The esteem for businessmen was sometimes accompanied by an indifference to, disdain for, or despair about people in the bottom half of the income distribution. Many conservatives came to think that their political fortunes had fallen because these people had become accustomed to dependence on the federal government. Mitt Romney channeled these sentiments when he said that he had no shot at the votes of the 47 percent of the electorate who did not pay federal income taxes, because they no longer wished to take responsibility for themselves.

Throughout these years a number of conservative writers, many of them associated with this magazine, called for a different way of thinking about politics. The actual root of Republicans’ electoral weakness, they argued, was the public’s perception that they were not offering answers to the challenges facing most Americans today — a perception that was too often justified. The existing Republican agenda on economic issues was outdated, a set of solutions to the problems that the United States faced in the late 1970s.

When the Republican program of the last few decades was created, the threats to the American way of life came from high income-tax rates, runaway inflation, and street crime. Those threats have now receded, in part because of the success of that program, and been succeeded by new ones. The country is stratified by education: Opportunities for people without college degrees have been drying up, but the cost of those degrees keeps rising, and the number of people with them is no longer rapidly increasing. Take-home pay has been stagnant. Health insurance has been getting less affordable. Marriage is in decline. Entitlement programs designed decades ago now look impossible to afford in their current form.

The writers who made these points do not believe that there are pat governmental “solutions” to these problems. They do think there is a role for better public policy in addressing most of them. Sometimes that will mean simply reducing misguided government interventions that make things worse. Sometimes it will mean redesigning programs so that they advance rather than thwart Americans’ goals. Sometimes it will mean a mixture of both.

It followed from this way of looking at things that what Republicans most needed was not, as others were urging after electoral defeats, to move left on social issues or right on the size of government or both at once. They needed, rather, to make a fresh assessment of the national condition and find remedies, rooted in conservative insights, for what ailed it.

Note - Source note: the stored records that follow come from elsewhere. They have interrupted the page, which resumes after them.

//! Batching delivery client for the push endpoint.
//!
//! Entries go through [`Client::handle`] into either the in-memory
//! [`dispatcher`] or, with the WAL enabled, a per-tenant write-ahead log that
//! is tailed by a [`consumer::ClientConsumer`]. Both paths end in
//! [`sender::Sender`].

pub mod backoff;
pub mod batch;
pub mod consumer;
pub mod dispatcher;
pub mod metrics;
pub mod replay;
pub mod sender;
pub mod tenant;
pub mod wal;

use crate::api::{Entry, LabelSet};
use crate::config::parse::validate_client;
use crate::config::types::ClientConfig;
use crate::wal::WalError;
use dispatcher::{run_dispatcher, DispatchSettings};
use metrics::Metrics;
use sender::{SendBatch, Sender};
use sha2::{Digest, Sha256};
use std::sync::{Arc, Mutex, PoisonError};
use tenant::EntryProcessor;
use thiserror::Error;
use tokio::sync::mpsc;
use tokio::task::JoinHandle;
use tokio_util::sync::CancellationToken;
use tracing::{error, info};
use wal::{run_wal_writer, SharedWals, WalSet};

pub const USER_AGENT: &str = concat!("logship/", env!("CARGO_PKG_VERSION"));

#[derive(Debug, Error)]
pub enum ClientError {
    #[error("invalid client config: {0}")]
    Config(String),

    #[error("failed to serialize client config: {0}")]
    Serialize(#[from] serde_yaml::Error),

    #[error("failed to build HTTP client: {0}")]
    Http(#[from] reqwest::Error),

    #[error(transparent)]
    Wal(#[from] WalError),

    #[error("client is stopped")]
    Stopped,
}

/// Producer-facing handle: accepts entries and owns the background tasks
/// that deliver them.
pub struct Client {
    name: String,
    host: String,
    entries: Mutex<Option<mpsc::Sender<Entry>>>,
    tasks: Mutex<Vec<JoinHandle<()>>>,
    cancel: CancellationToken,
    wals: Option<SharedWals>,
    processor: EntryProcessor,
    metrics: Arc<Metrics>,
}

impl Client {
    /// Validate `config` and start the delivery tasks. Must be called
    /// within a tokio runtime.
    pub fn new(
        metrics: Arc<Metrics>,
        config: &ClientConfig,
        max_streams: usize,
    ) -> Result<Self, ClientError> {
        let mut problems = Vec::new();
        validate_client(config, &mut problems);
        if !problems.is_empty() {
            return Err(ClientError::Config(problems.join("; ")));
        }
        let url = reqwest::Url::parse(&config.url)
            .map_err(|e| ClientError::Config(format!("invalid URL '{}': {}", config.url, e)))?;
        let host = host_of(&url);

        let name = effective_name(config)?;

        let http = reqwest::Client::builder().build()?;
        let cancel = CancellationToken::new();
        let sender: Arc<dyn SendBatch> = Arc::new(Sender::new(
            http,
            config.url.clone(),
            host.clone(),
            name.clone(),
            config.timeout,
            config.backoff_config.clone(),
            metrics.clone(),
            cancel.clone(),
        ));

        metrics.init_host(&host);

        let processor = EntryProcessor::new(config.external_labels.clone(), config.tenant_id.clone());
        let settings = DispatchSettings {
            batch_wait: config.batch_wait,
            batch_size: config.batch_size,
            max_streams,
        };

        let (entries_tx, entries_rx) = mpsc::channel(1);
        let mut tasks = Vec::new();
        let mut wals = None;

        let dispatch_rx = if config.wal.enabled {
            let (fallback_tx, fallback_rx) = mpsc::channel(1);
            let set = WalSet::new(
                config.wal.dir.join(&name),
                config.wal.clone(),
                config.batch_size,
                max_streams,
                sender.clone(),
                fallback_tx,
            );
            wals = Some(set.shared());
            tasks.push(tokio::spawn(run_wal_writer(
                entries_rx,
                set,
                processor.clone(),
                settings,
            )));
            fallback_rx
        } else {
            entries_rx
        };

        tasks.push(tokio::spawn(run_dispatcher(
            dispatch_rx,
            sender,
            processor.clone(),
            settings,
            metrics.clone(),
            host.clone(),
        )));

        info!(client = %name, host = %host, wal = config.wal.enabled, "Client started");

        Ok(Self {
            name,
            host,
            entries: Mutex::new(Some(entries_tx)),
            tasks: Mutex::new(tasks),
            cancel,
            wals,
            processor,
            metrics,
        })
    }

    pub fn name(&self) -> &str {
        &self.name
    }

    /// Host label of this client's metrics
    pub fn host(&self) -> &str {
        &self.host
    }

    /// Submit one entry. Waits until the receiving loop accepts it.
    pub async fn handle(&self, entry: Entry) -> Result<(), ClientError> {
        let tx = self
            .entries
            .lock()
            .unwrap_or_else(PoisonError::into_inner)
            .clone()
            .ok_or(ClientError::Stopped)?;
        tx.send(self.processor.process(entry))
            .await
            .map_err(|_| ClientError::Stopped)
    }

    /// Stop accepting entries, deliver what is pending and wait for every
    /// background task. Safe to call more than once.
    pub async fn stop(&self) {
        self.entries
            .lock()
            .unwrap_or_else(PoisonError::into_inner)
            .take();
        let tasks = std::mem::take(&mut *self.tasks.lock().unwrap_or_else(PoisonError::into_inner));
        for task in tasks {
            if let Err(e) = task.await {
                error!(client = %self.name, error = %e, "Client task failed");
            }
        }
    }

    /// Like [`Client::stop`], but pending sends give up instead of retrying.
    pub async fn stop_now(&self) {
        self.cancel.cancel();
        self.stop().await;
    }

    /// Flush every tenant WAL to stable storage. A no-op without the WAL.
    pub fn sync(&self) -> Result<(), ClientError> {
        let Some(wals) = &self.wals else {
            return Ok(());
        };
        let wals = wals.lock().unwrap_or_else(PoisonError::into_inner);
        for wal in wals.values() {
            wal.sync()?;
        }
        Ok(())
    }

    /// Remove one `stream_lag_seconds` series. `host` and `client` default
    /// to this client's.
    pub fn unregister_latency_metric(&self, labels: &LabelSet) -> bool {
        let mut labels = labels.clone();
        labels
            .entry("host".to_string())
            .or_insert_with(|| self.host.clone());
        labels
            .entry("client".to_string())
            .or_insert_with(|| self.name.clone());
        self.metrics.remove_stream_lag(&labels)
    }
}

/// `host[:port]` as written in the URL
fn host_of(url: &reqwest::Url) -> String {
    let host = url.host_str().unwrap_or("");
    match url.port() {
        Some(port) => format!("{host}:{port}"),
        None => host.to_string(),
    }
}

/// The configured name, or one derived from the rest of the config
pub fn effective_name(config: &ClientConfig) -> Result<String, ClientError> {
    if config.name.is_empty() {
        derive_name(config)
    } else {
        Ok(config.name.clone())
    }
}

/// First six hex characters of the SHA-256 of the serialized config
fn derive_name(config: &ClientConfig) -> Result<String, ClientError> {
    let serialized = serde_yaml::to_string(config)?;
    let digest = Sha256::digest(serialized.as_bytes());
    let hex: String = digest.iter().take(3).map(|b| format!("{b:02x}")).collect();
    Ok(hex)
}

Ross Douthat and Reihan Salam began this assessment with an article in The Weekly Standard that grew into a 2008 book, Grand New Party. They argued that with a creative conservative agenda Republicans could offer more to working-class voters than could Democrats and thereby cement a national majority. In 2009, Yuval Levin started National Affairs, where like-minded conservatives have shown how the Right’s agenda on a broad range of domestic issues could be updated. Several other writers — James Pethokoukis of the American Enterprise Institute (where I am a visiting fellow) has joined Douthat, Salam, and Levin as one of the most active — have taken up these themes.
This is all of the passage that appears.